Give again, word for word, every line in the entries below from the line with "repository d4ba60591b76619c" up to and including the line with "tracing_subscriber::EnvFilter::try_from_default_env()", and no other line.

>>>

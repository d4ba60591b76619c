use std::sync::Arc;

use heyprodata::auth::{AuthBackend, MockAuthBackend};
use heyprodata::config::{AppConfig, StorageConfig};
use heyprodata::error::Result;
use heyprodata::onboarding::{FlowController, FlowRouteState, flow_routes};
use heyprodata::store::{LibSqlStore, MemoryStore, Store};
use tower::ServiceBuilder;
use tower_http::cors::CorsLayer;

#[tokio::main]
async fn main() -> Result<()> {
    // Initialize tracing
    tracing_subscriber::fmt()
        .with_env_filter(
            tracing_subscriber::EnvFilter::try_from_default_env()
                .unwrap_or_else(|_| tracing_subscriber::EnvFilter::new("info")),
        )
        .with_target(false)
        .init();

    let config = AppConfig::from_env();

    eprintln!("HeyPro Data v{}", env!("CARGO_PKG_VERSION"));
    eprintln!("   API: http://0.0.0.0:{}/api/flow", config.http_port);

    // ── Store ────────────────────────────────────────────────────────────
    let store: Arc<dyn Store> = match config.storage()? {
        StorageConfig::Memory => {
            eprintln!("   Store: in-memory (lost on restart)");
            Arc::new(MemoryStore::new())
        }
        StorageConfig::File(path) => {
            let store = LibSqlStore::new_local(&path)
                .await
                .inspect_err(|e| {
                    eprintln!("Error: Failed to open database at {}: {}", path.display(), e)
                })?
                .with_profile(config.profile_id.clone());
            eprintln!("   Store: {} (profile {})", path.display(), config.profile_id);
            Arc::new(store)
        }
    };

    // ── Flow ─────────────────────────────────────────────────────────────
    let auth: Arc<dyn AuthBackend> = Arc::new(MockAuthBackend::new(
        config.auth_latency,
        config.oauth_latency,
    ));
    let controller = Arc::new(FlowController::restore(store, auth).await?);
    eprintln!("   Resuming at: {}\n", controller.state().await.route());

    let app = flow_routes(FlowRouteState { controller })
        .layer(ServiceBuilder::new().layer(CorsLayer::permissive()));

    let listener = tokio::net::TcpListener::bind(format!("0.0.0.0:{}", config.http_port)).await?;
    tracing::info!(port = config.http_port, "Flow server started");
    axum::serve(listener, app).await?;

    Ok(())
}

<<<
>>>

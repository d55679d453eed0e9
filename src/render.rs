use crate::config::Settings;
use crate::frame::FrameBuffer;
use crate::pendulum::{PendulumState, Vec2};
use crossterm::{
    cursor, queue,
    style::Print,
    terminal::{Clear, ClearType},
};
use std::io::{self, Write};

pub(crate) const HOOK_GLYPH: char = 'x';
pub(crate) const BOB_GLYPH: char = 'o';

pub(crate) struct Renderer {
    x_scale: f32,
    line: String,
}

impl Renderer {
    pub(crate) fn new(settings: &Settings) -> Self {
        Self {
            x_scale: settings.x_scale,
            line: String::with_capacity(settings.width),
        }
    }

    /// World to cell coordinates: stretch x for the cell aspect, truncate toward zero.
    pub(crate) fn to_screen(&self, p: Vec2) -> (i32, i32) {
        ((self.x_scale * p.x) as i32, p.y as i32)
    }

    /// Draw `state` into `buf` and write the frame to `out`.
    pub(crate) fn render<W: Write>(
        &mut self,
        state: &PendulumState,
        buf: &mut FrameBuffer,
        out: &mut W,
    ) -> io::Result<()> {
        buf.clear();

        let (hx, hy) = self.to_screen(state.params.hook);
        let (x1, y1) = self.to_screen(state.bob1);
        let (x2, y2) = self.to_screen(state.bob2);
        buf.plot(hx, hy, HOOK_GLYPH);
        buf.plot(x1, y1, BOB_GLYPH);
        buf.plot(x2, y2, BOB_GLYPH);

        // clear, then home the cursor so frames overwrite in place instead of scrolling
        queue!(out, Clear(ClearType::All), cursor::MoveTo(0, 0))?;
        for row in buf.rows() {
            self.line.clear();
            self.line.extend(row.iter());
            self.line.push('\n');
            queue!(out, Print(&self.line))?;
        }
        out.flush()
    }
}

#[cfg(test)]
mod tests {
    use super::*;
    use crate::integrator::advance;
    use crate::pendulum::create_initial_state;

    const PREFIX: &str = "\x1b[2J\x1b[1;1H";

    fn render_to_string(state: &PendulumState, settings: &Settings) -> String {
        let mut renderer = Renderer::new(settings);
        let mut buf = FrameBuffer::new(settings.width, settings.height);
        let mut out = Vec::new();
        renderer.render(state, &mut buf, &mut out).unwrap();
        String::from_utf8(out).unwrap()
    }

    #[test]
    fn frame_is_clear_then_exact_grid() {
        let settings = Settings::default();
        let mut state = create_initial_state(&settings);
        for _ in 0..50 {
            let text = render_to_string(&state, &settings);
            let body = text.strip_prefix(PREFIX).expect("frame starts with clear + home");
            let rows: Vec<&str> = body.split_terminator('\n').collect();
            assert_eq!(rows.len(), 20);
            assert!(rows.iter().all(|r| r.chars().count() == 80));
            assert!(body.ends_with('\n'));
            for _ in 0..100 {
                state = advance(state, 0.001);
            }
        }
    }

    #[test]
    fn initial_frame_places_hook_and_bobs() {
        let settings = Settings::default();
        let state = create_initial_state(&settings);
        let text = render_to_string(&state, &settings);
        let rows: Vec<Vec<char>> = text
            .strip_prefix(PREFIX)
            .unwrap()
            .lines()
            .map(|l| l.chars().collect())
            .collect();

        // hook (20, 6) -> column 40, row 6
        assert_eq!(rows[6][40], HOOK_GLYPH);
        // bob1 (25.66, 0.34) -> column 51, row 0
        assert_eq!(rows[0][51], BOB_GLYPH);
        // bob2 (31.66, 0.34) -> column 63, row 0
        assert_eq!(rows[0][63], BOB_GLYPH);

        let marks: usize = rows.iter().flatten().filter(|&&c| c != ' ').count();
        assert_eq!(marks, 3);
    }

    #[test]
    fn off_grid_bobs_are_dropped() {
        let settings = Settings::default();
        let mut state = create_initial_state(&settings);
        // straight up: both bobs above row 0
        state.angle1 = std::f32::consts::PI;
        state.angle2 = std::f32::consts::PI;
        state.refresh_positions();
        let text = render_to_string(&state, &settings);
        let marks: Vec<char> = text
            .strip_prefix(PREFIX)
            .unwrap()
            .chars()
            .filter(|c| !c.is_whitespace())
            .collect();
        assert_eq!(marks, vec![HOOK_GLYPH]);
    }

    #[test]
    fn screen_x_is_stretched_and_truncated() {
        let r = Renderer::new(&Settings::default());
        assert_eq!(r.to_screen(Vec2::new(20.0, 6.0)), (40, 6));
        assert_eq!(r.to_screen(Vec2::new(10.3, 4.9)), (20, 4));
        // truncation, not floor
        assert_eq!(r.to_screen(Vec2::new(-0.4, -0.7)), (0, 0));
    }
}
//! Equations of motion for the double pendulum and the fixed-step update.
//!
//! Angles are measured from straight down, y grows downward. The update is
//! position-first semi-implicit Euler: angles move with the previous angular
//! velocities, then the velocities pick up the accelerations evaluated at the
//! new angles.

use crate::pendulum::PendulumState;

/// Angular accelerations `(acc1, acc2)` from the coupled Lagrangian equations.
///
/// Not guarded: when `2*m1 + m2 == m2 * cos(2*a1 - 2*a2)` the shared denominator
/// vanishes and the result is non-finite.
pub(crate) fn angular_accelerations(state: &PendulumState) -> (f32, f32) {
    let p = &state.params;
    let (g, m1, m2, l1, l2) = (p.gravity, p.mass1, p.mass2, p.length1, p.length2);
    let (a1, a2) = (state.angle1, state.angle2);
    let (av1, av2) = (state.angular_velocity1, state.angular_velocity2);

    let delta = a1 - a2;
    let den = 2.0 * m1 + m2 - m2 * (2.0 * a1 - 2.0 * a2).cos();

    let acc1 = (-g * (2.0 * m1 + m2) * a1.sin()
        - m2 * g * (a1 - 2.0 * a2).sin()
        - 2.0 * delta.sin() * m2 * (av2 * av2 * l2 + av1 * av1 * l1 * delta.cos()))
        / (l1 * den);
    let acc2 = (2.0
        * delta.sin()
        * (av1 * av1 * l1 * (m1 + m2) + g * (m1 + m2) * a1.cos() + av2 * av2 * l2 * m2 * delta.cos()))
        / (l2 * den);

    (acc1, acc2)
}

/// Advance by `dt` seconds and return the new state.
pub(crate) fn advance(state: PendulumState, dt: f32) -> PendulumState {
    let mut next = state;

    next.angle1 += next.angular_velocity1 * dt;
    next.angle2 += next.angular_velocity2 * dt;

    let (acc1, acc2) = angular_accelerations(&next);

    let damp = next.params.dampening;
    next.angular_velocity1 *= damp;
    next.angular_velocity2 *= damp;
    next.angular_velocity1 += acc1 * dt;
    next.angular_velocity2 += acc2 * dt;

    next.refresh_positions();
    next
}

<<<

Your response
repository d4ba60591b76619c
use std::sync::Arc;

use heyprodata::auth::{AuthBackend, MockAuthBackend};
use heyprodata::config::{AppConfig, StorageConfig};
use heyprodata::error::Result;
use heyprodata::onboarding::{FlowController, FlowRouteState, flow_routes};
use heyprodata::store::{LibSqlStore, MemoryStore, Store};
use tower::ServiceBuilder;
use tower_http::cors::CorsLayer;

#[tokio::main]
async fn main() -> Result<()> {
    // Initialize tracing
    tracing_subscriber::fmt()
        .with_env_filter(
            tracing_subscriber::EnvFilter::try_from_default_env()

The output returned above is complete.